Just as impactful for Canada are plummeting oil prices. Crude (WTI) has sunk below $45 for the first time since the December 2018 mini-crash in oil.
Avid BoC watchers who remember 2015 know the bank is more than willing to defend Canada’s economy from crashing oil prices, let alone other erupting econ-risks.
And we can’t forget that the economy was already tentative going into this month. The yield curve (i.e., 10-year yield minus 3-month yield, a reliable recession indicator) has not un-inverted since spring 2019. A potential pandemic is the trigger that some fear could tip Canada finally into recession.
Moving Mortgage Rates
As this is being written, Canada’s 5-year yield has dove to a 2.7-year low, possibly headed to sub-1%—an absolutely stunning collapse.
After the dust settles, lenders will lower fixed rates until and unless risk spreads widen so much that funding costs go the other way (up). We’re not predicting that, but it’s possible depending on how bad the virus impacts credit markets.
At the moment, credit spreads are implying surging risk with widely followed indices—like the Markit CDX North America Investment Grade Index—soaring. (The CDX index measures corporate credit default risk).

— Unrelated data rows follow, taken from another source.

//! Login and token refresh.

use axum::{Json, extract::State};
use utoipa_axum::router::OpenApiRouter;
use utoipa_axum::routes;

use crate::api::doc::AUTH_TAG;
use crate::api::dto::{ErrorResponse, LoginRequest, LoginResponse, RefreshRequest};
use crate::error::AppResult;
use crate::state::AppState;
use crate::utils::validate::ValidatedJson;

/// # Routes
/// - `POST /login` - Exchange credentials for a token pair
/// - `POST /refresh` - Exchange a refresh token for a new pair
pub fn auth_routes() -> OpenApiRouter<AppState> {
    OpenApiRouter::new()
        .routes(routes!(login))
        .routes(routes!(refresh))
}

/// The 401 message is meant to be shown to the user as is.
#[utoipa::path(
    post,
    path = "/login",
    tag = AUTH_TAG,
    request_body = LoginRequest,
    responses(
        (status = 200, description = "Login successful", body = LoginResponse),
        (status = 401, description = "Invalid email or password", body = ErrorResponse),
        (status = 422, description = "Malformed email", body = ErrorResponse)
    )
)]
async fn login(
    State(state): State<AppState>,
    ValidatedJson(payload): ValidatedJson<LoginRequest>,
) -> AppResult<Json<LoginResponse>> {
    let (user, tokens) = state
        .services
        .auth
        .login(&payload.email, &payload.password)
        .await?;
    tracing::info!(user_id = user.id, role = ?user.role, "User logged in");

    Ok(Json(LoginResponse::new(user, tokens)))
}

#[utoipa::path(
    post,
    path = "/refresh",
    tag = AUTH_TAG,
    request_body = RefreshRequest,
    responses(
        (status = 200, description = "Tokens refreshed", body = LoginResponse),
        (status = 401, description = "Invalid or expired refresh token", body = ErrorResponse)
    )
)]
async fn refresh(
    State(state): State<AppState>,
    ValidatedJson(payload): ValidatedJson<RefreshRequest>,
) -> AppResult<Json<LoginResponse>> {
    let (user, tokens) = state.services.auth.refresh(&payload.refresh_token).await?;
    Ok(Json(LoginResponse::new(user, tokens)))
}
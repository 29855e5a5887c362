//! Configuration management for hvacdesk
//!
//! Layered loading, lowest priority first:
//! 1. `default.toml`
//! 2. `{environment}.toml`
//! 3. `local.toml` (not committed)
//! 4. `HVACDESK_*` environment variables

pub mod environment;
pub mod error;
pub mod loader;
pub mod settings;
pub mod validation;

pub use environment::Environment;
pub use loader::ConfigLoader;
pub use settings::{DatabaseConfig, DispatchConfig, JwtConfig, Settings};
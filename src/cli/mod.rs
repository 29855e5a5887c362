//! Command line interface: parsing, configuration merging and the
//! `serve`, `migrate` and `seed` handlers.

pub mod config_merger;
pub mod executor;
pub mod handlers;
pub mod parser;
pub mod validation;

pub use config_merger::ConfigurationMerger;
pub use executor::execute_command;
pub use parser::{Cli, Commands, LogLevel};

use crate::config::Settings;
use crate::config::error::ConfigError;
use crate::logger::init_logger;

/// Loads file and environment configuration, then applies flag overrides.
pub fn load_and_merge_config(cli: &Cli) -> Result<Settings, ConfigError> {
    ConfigurationMerger::from_cli(cli)?.merge_cli_args(cli)
}

/// Installs the global subscriber described by `settings.logger`.
pub fn init_logger_from_settings(settings: &Settings) -> anyhow::Result<()> {
    let logger_config = settings.logger.clone().into_logger_config()?;
    init_logger(logger_config)
}
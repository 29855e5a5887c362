//! `hvacdesk seed`

use crate::config::{Environment, Settings};
use crate::db::establish_async_connection_pool;
use crate::error::{AppError, AppResult};
use crate::services::{ADMIN_EMAIL, DEMO_PASSWORD, SeedReport, SeedService};

pub struct SeedCommandHandler {
    config: Settings,
    environment: Environment,
}

impl SeedCommandHandler {
    pub fn new(config: Settings, environment: Environment) -> Self {
        Self {
            config,
            environment,
        }
    }

    /// Loads the demo data set. Expects a migrated schema.
    pub async fn execute(&self) -> AppResult<SeedReport> {
        if self.environment.is_production() {
            return Err(AppError::Validation {
                field: "environment".to_string(),
                reason: "Refusing to load demo accounts into production".to_string(),
            });
        }
        self.config.database.validate()?;

        let pool = establish_async_connection_pool(&self.config.database).await?;
        let seeder = SeedService::new(pool, self.config.application.time_zone());
        let report = seeder.run().await?;

        if report.skipped {
            println!("Demo data already present ({} exists), nothing to do", ADMIN_EMAIL);
        } else {
            println!(
                "✓ Seeded {} users, {} technicians, {} customers, {} jobs, {} leads, {} invoices, {} memberships",
                report.users,
                report.technicians,
                report.customers,
                report.jobs,
                report.leads,
                report.invoices,
                report.memberships
            );
            println!("  Sign in as {} with password '{}'", ADMIN_EMAIL, DEMO_PASSWORD);
        }
        Ok(report)
    }
}

#[cfg(test)]
mod tests {
    use super::*;

    #[tokio::test]
    async fn test_refuses_production() {
        let mut config = Settings::default();
        config.database.url = "postgres://localhost/hvacdesk".to_string();
        let handler = SeedCommandHandler::new(config, Environment::Production);
        assert!(matches!(
            handler.execute().await,
            Err(AppError::Validation { field, .. }) if field == "environment"
        ));
    }
}
//! Rotating file writer plugged into `tracing_subscriber::fmt`

use crate::logger::config::FileConfig;
use crate::logger::rotation::RotationManager;
use std::fs::{File, OpenOptions};
use std::io::{self, BufWriter, Write};
use std::path::{Path, PathBuf};
use std::sync::{Arc, Mutex};
use tracing_subscriber::fmt::MakeWriter;

/// Shared handle to the active log file. Cloning is cheap; every clone
/// writes through the same locked state.
#[derive(Clone)]
pub struct RotatingFileWriter {
    state: Arc<Mutex<WriterState>>,
    path: PathBuf,
}

struct WriterState {
    file: BufWriter<File>,
    current_size: u64,
    rotation: RotationManager,
    /// Set after an unrecoverable write error; output goes to stderr from then on.
    fallback_mode: bool,
}

impl RotatingFileWriter {
    pub fn new(config: &FileConfig) -> anyhow::Result<Self> {
        if let Some(parent) = config.path.parent() {
            if !parent.as_os_str().is_empty() {
                std::fs::create_dir_all(parent)?;
            }
        }

        let file = open_log_file(&config.path, config.append)?;
        let current_size = if config.append {
            std::fs::metadata(&config.path).map(|m| m.len()).unwrap_or(0)
        } else {
            0
        };

        Ok(Self {
            state: Arc::new(Mutex::new(WriterState {
                file,
                current_size,
                rotation: RotationManager::new(config.rotation.clone()),
                fallback_mode: false,
            })),
            path: config.path.clone(),
        })
    }

    pub fn is_in_fallback_mode(&self) -> bool {
        self.state.lock().map(|s| s.fallback_mode).unwrap_or(false)
    }
}

impl<'a> MakeWriter<'a> for RotatingFileWriter {
    type Writer = RotatingWriterGuard;

    fn make_writer(&'a self) -> Self::Writer {
        RotatingWriterGuard {
            state: self.state.clone(),
            path: self.path.clone(),
        }
    }
}

pub struct RotatingWriterGuard {
    state: Arc<Mutex<WriterState>>,
    path: PathBuf,
}

impl Write for RotatingWriterGuard {
    fn write(&mut self, buf: &[u8]) -> io::Result<usize> {
        let mut state = self
            .state
            .lock()
            .map_err(|_| io::Error::other("Failed to acquire writer lock"))?;

        if state.fallback_mode {
            return io::stderr().write(buf);
        }

        if state.rotation.should_rotate(state.current_size) {
            if let Err(e) = rotate(&mut state, &self.path) {
                return fall_back(&mut state, buf, e);
            }
        }

        match state.file.write(buf) {
            Ok(written) => {
                state.current_size += written as u64;
                Ok(written)
            }
            Err(e) => fall_back(&mut state, buf, e),
        }
    }

    fn flush(&mut self) -> io::Result<()> {
        let mut state = self
            .state
            .lock()
            .map_err(|_| io::Error::other("Failed to acquire writer lock"))?;
        if state.fallback_mode {
            return io::stderr().flush();
        }
        state.file.flush()
    }
}

impl Drop for RotatingWriterGuard {
    fn drop(&mut self) {
        if let Ok(mut state) = self.state.lock() {
            let _ = state.file.flush();
        }
    }
}

fn rotate(state: &mut WriterState, path: &Path) -> io::Result<()> {
    state.file.flush()?;
    state
        .rotation
        .rotate(path)
        .map_err(|e| io::Error::other(e.to_string()))?;
    state.file = open_log_file(path, false)?;
    state.current_size = 0;
    Ok(())
}

fn fall_back(state: &mut WriterState, buf: &[u8], error: io::Error) -> io::Result<usize> {
    state.fallback_mode = true;
    eprintln!("[logger] file write failed, falling back to stderr: {}", error);
    io::stderr().write(buf)
}

fn open_log_file(path: &Path, append: bool) -> io::Result<BufWriter<File>> {
    let file = OpenOptions::new()
        .create(true)
        .write(true)
        .append(append)
        .truncate(!append)
        .open(path)?;
    Ok(BufWriter::new(file))
}

#[cfg(test)]
mod tests {
    use super::*;
    use crate::logger::config::{LogFormat, RotationConfig};
    use tempfile::tempdir;

    fn file_config(path: PathBuf, max_size: u64) -> FileConfig {
        FileConfig {
            enabled: true,
            path,
            append: true,
            format: LogFormat::Json,
            rotation: RotationConfig {
                max_size,
                max_files: 2,
            },
        }
    }

    #[test]
    fn test_creates_parent_directories() {
        let dir = tempdir().unwrap();
        let path = dir.path().join("nested/logs/app.log");
        let writer = RotatingFileWriter::new(&file_config(path.clone(), 1024)).unwrap();

        let mut guard = writer.make_writer();
        guard.write_all(b"hello\n").unwrap();
        drop(guard);

        assert_eq!(std::fs::read_to_string(&path).unwrap(), "hello\n");
        assert!(!writer.is_in_fallback_mode());
    }

    #[test]
    fn test_rotates_when_full() {
        let dir = tempdir().unwrap();
        let path = dir.path().join("app.log");
        let writer = RotatingFileWriter::new(&file_config(path.clone(), 8)).unwrap();

        for line in ["0123456789\n", "second\n"] {
            let mut guard = writer.make_writer();
            guard.write_all(line.as_bytes()).unwrap();
        }

        assert_eq!(std::fs::read_to_string(&path).unwrap(), "second\n");
        let files = std::fs::read_dir(dir.path()).unwrap().count();
        assert_eq!(files, 2);
    }
}
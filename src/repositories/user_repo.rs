//! Login accounts.

use diesel::prelude::*;
use diesel_async::{AsyncPgConnection, RunQueryDsl};

use crate::db::AsyncDbPool;
use crate::error::AppError;
use crate::models::{NewUser, User};

/// Cloning is cheap: the pool is reference counted.
#[derive(Clone)]
pub struct UserRepository {
    pool: AsyncDbPool,
}

impl UserRepository {
    pub fn new(pool: AsyncDbPool) -> Self {
        Self { pool }
    }

    /// Inserts a user; `password` must already be hashed.
    pub async fn insert(conn: &mut AsyncPgConnection, new_user: NewUser) -> Result<User, AppError> {
        use crate::schema::users::dsl::*;

        diesel::insert_into(users)
            .values(&new_user)
            .returning(User::as_returning())
            .get_result(conn)
            .await
            .map_err(AppError::from)
    }

    pub async fn find_by_id(&self, user_id: i32) -> Result<Option<User>, AppError> {
        use crate::schema::users::dsl::*;
        let mut conn = self.pool.get().await?;

        users
            .filter(id.eq(user_id))
            .select(User::as_select())
            .first(&mut conn)
            .await
            .optional()
            .map_err(AppError::from)
    }

    /// Emails are stored lower-cased, so callers normalise before looking up.
    pub async fn find_by_email(&self, user_email: &str) -> Result<Option<User>, AppError> {
        use crate::schema::users::dsl::*;
        let mut conn = self.pool.get().await?;

        users
            .filter(email.eq(user_email))
            .select(User::as_select())
            .first(&mut conn)
            .await
            .optional()
            .map_err(AppError::from)
    }

    pub async fn exists_by_email(
        conn: &mut AsyncPgConnection,
        user_email: &str,
    ) -> Result<bool, AppError> {
        use crate::schema::users::dsl::*;

        diesel::select(diesel::dsl::exists(users.filter(email.eq(user_email))))
            .get_result(conn)
            .await
            .map_err(AppError::from)
    }
}
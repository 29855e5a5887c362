use argon2::{
    Argon2,
    password_hash::{PasswordHasher, PasswordVerifier, phc::PasswordHash},
};

use crate::error::{AppError, AppResult};

/// Hashes with Argon2id and a random salt, returning the PHC string.
pub fn hash_password(password: &str) -> AppResult<String> {
    let hash = Argon2::default()
        .hash_password(password.as_bytes())
        .map_err(|e| AppError::Internal {
            source: anyhow::anyhow!("Failed to hash password: {}", e),
        })?;
    Ok(hash.to_string())
}

/// `Ok(false)` on a mismatch; `Err` only when the stored hash is malformed.
pub fn verify_password(password: &str, password_hash: &str) -> AppResult<bool> {
    let parsed = PasswordHash::new(password_hash).map_err(|e| AppError::Internal {
        source: anyhow::anyhow!("Stored password hash is malformed: {}", e),
    })?;

    Ok(Argon2::default()
        .verify_password(password.as_bytes(), &parsed)
        .is_ok())
}

#[cfg(test)]
mod tests {
    use super::*;

    #[test]
    fn test_hash_is_phc_argon2() {
        let hash = hash_password("demo1234").unwrap();
        assert!(hash.starts_with("$argon2"));
    }

    #[test]
    fn test_verify_round() {
        let hash = hash_password("demo1234").unwrap();
        assert!(verify_password("demo1234", &hash).unwrap());
        assert!(!verify_password("demo12345", &hash).unwrap());
    }

    #[test]
    fn test_salts_differ() {
        let a = hash_password("demo1234").unwrap();
        let b = hash_password("demo1234").unwrap();
        assert_ne!(a, b);
    }

    #[test]
    fn test_malformed_hash_is_an_error() {
        assert!(verify_password("demo1234", "plaintext").is_err());
    }
}
//! Customer self-service portal.

use bigdecimal::BigDecimal;
use jiff::tz::TimeZone;

use crate::error::{AppError, AppResult};
use crate::models::{Customer, Invoice, Membership, Property};
use crate::repositories::{
    CustomerRepository, InvoiceRepository, JobDetails, JobRepository, MembershipRepository,
    Repositories,
};
use crate::services::current_periods;

pub const PORTAL_INVOICES: i64 = 10;

#[derive(Debug, Clone)]
pub struct PortalSummary {
    pub customer: Customer,
    pub properties: Vec<Property>,
    pub upcoming: Vec<JobDetails>,
    pub invoices: Vec<Invoice>,
    /// Sent and overdue invoice totals
    pub outstanding: BigDecimal,
    pub membership: Option<Membership>,
}

#[derive(Clone)]
pub struct PortalService {
    customers: CustomerRepository,
    jobs: JobRepository,
    invoices: InvoiceRepository,
    memberships: MembershipRepository,
    tz: TimeZone,
}

impl PortalService {
    pub fn new(repos: &Repositories, tz: TimeZone) -> Self {
        Self {
            customers: repos.customers.clone(),
            jobs: repos.jobs.clone(),
            invoices: repos.invoices.clone(),
            memberships: repos.memberships.clone(),
            tz,
        }
    }

    pub async fn summary(&self, customer_id: i32) -> AppResult<PortalSummary> {
        let today = current_periods(&self.tz)?.today;
        let (customer, properties, upcoming, invoices, outstanding, membership) = tokio::try_join!(
            self.customers.find_by_id(customer_id),
            self.customers.properties_of(customer_id),
            self.jobs.upcoming_for_customer(customer_id, today),
            self.invoices.recent_for_customer(customer_id, PORTAL_INVOICES),
            self.invoices.outstanding_for_customer(customer_id),
            self.memberships.active_for_customer(customer_id),
        )?;
        let customer = customer.ok_or_else(|| AppError::not_found("customer", customer_id))?;

        Ok(PortalSummary {
            customer,
            properties,
            upcoming,
            invoices,
            outstanding,
            membership,
        })
    }
}
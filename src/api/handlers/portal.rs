//! Customer portal and technician day view.

use axum::{Extension, Json, extract::State};
use utoipa_axum::router::OpenApiRouter;
use utoipa_axum::routes;

use crate::api::doc::PORTAL_TAG;
use crate::api::dto::{ErrorResponse, PortalResponse, TechDayResponse};
use crate::api::middleware::AuthUser;
use crate::error::AppResult;
use crate::state::AppState;

/// Customer role only.
pub fn portal_routes() -> OpenApiRouter<AppState> {
    OpenApiRouter::new().routes(routes!(summary))
}

/// Technician role only.
pub fn tech_routes() -> OpenApiRouter<AppState> {
    OpenApiRouter::new().routes(routes!(today))
}

#[utoipa::path(
    get,
    path = "/summary",
    tag = PORTAL_TAG,
    responses(
        (status = 200, description = "The caller's account summary", body = PortalResponse),
        (status = 403, description = "Not a customer account", body = ErrorResponse)
    ),
    security(("bearerAuth" = []))
)]
async fn summary(
    State(state): State<AppState>,
    Extension(user): Extension<AuthUser>,
) -> AppResult<Json<PortalResponse>> {
    let customer_id = user.linked_customer()?;
    let summary = state.services.portal.summary(customer_id).await?;
    Ok(Json(summary.into()))
}

#[utoipa::path(
    get,
    path = "/today",
    tag = PORTAL_TAG,
    responses(
        (status = 200, description = "The caller's stops for today", body = TechDayResponse),
        (status = 403, description = "Not a technician account", body = ErrorResponse)
    ),
    security(("bearerAuth" = []))
)]
async fn today(
    State(state): State<AppState>,
    Extension(user): Extension<AuthUser>,
) -> AppResult<Json<TechDayResponse>> {
    let technician_id = user.linked_technician()?;
    let day = state.services.tech.today(technician_id).await?;
    Ok(Json(day.into()))
}
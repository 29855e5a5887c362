//! The technician's mobile day view.

use jiff::civil::Date;
use jiff::tz::TimeZone;

use crate::error::{AppError, AppResult};
use crate::models::{JobStatus, Technician};
use crate::repositories::{JobDetails, JobRepository, TechnicianRepository};
use crate::services::current_periods;

#[derive(Debug, Clone)]
pub struct TechDay {
    pub technician: Technician,
    pub date: Date,
    /// Earliest start first
    pub jobs: Vec<JobDetails>,
    /// First job of the day that has not been started yet
    pub next_job_id: Option<i32>,
}

/// Statuses of a job the technician still has to drive to.
const NOT_STARTED: [JobStatus; 3] = [JobStatus::Pending, JobStatus::Scheduled, JobStatus::EnRoute];

pub fn next_pending(jobs: &[JobDetails]) -> Option<i32> {
    jobs.iter()
        .find(|d| NOT_STARTED.contains(&d.job.status))
        .map(|d| d.job.id)
}

#[derive(Clone)]
pub struct TechService {
    technicians: TechnicianRepository,
    jobs: JobRepository,
    tz: TimeZone,
}

impl TechService {
    pub fn new(technicians: TechnicianRepository, jobs: JobRepository, tz: TimeZone) -> Self {
        Self {
            technicians,
            jobs,
            tz,
        }
    }

    pub async fn today(&self, technician_id: i32) -> AppResult<TechDay> {
        let date = current_periods(&self.tz)?.today;
        let (technician, jobs) = tokio::try_join!(
            self.technicians.find_by_id(technician_id),
            self.jobs.for_technician_on(technician_id, date),
        )?;
        let technician =
            technician.ok_or_else(|| AppError::not_found("technician", technician_id))?;

        Ok(TechDay {
            next_job_id: next_pending(&jobs),
            technician,
            date,
            jobs,
        })
    }
}
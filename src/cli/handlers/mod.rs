//! One handler per subcommand.

pub mod migrate;
pub mod seed;
pub mod serve;

pub use migrate::MigrateCommandHandler;
pub use seed::SeedCommandHandler;
pub use serve::ServeCommandHandler;
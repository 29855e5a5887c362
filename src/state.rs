//! Shared state handed to every handler.

use std::time::Duration;

use crate::config::{JwtConfig, Settings};
use crate::db::AsyncDbPool;
use crate::repositories::Repositories;
use crate::services::Services;

/// Cloning is cheap: services and the pool share `Arc`s internally.
#[derive(Clone)]
pub struct AppState {
    pub services: Services,
    /// Direct pool access for the health checks
    pub db_pool: AsyncDbPool,
    pub jwt_config: JwtConfig,
    pub request_timeout: Duration,
}

impl AppState {
    pub fn new(pool: AsyncDbPool, settings: &Settings) -> Self {
        let repos = Repositories::new(pool.clone());
        Self {
            services: Services::new(repos, settings),
            db_pool: pool,
            jwt_config: settings.jwt.clone(),
            request_timeout: settings.server.request_timeout(),
        }
    }
}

You better believe that banks factor that kind of thing into mortgage rates.
Speaking of which, the spread between the average 5-year bank yield versus the risk-free government 5-year yield is starting to ramp. When that happens (if it’s extreme enough and sustained), variable-rate pricing often suffers.
For these reasons, as well as the fact banks make less money as rates plunge and the yield curve inverts, we do not expect banks to lower prime rate to the same extent that the BoC lowers the overnight rate.
All of this market panic may be overdone. Or not. All we can say for now is that the 2020 virus scare is bearish for mortgage rates for the foreseeable future unless worse comes to worse and credit risk spikes. Those who remember the credit crisis of 2008-2009 know it can. For now, keep watching the number of U.S. coronavirus cases and hope it doesn’t surge.
2 Comments
About time! I’m almost 3 years into my 5 year VRM. Glad I stuck it out and didn’t lock in to a fixed rate! Hopefully recoup some of my losses.
Variables are always about the average borrowing cost over the term. Sometimes prime goes the wrong way for a period of time, sometimes fixed rates are a little cheaper up front, but variable borrowers usually come out ahead. Although, the probabilities are arguably less favourable in a low-rate environment where banks stingily pocket some of the BoC’s rate cuts.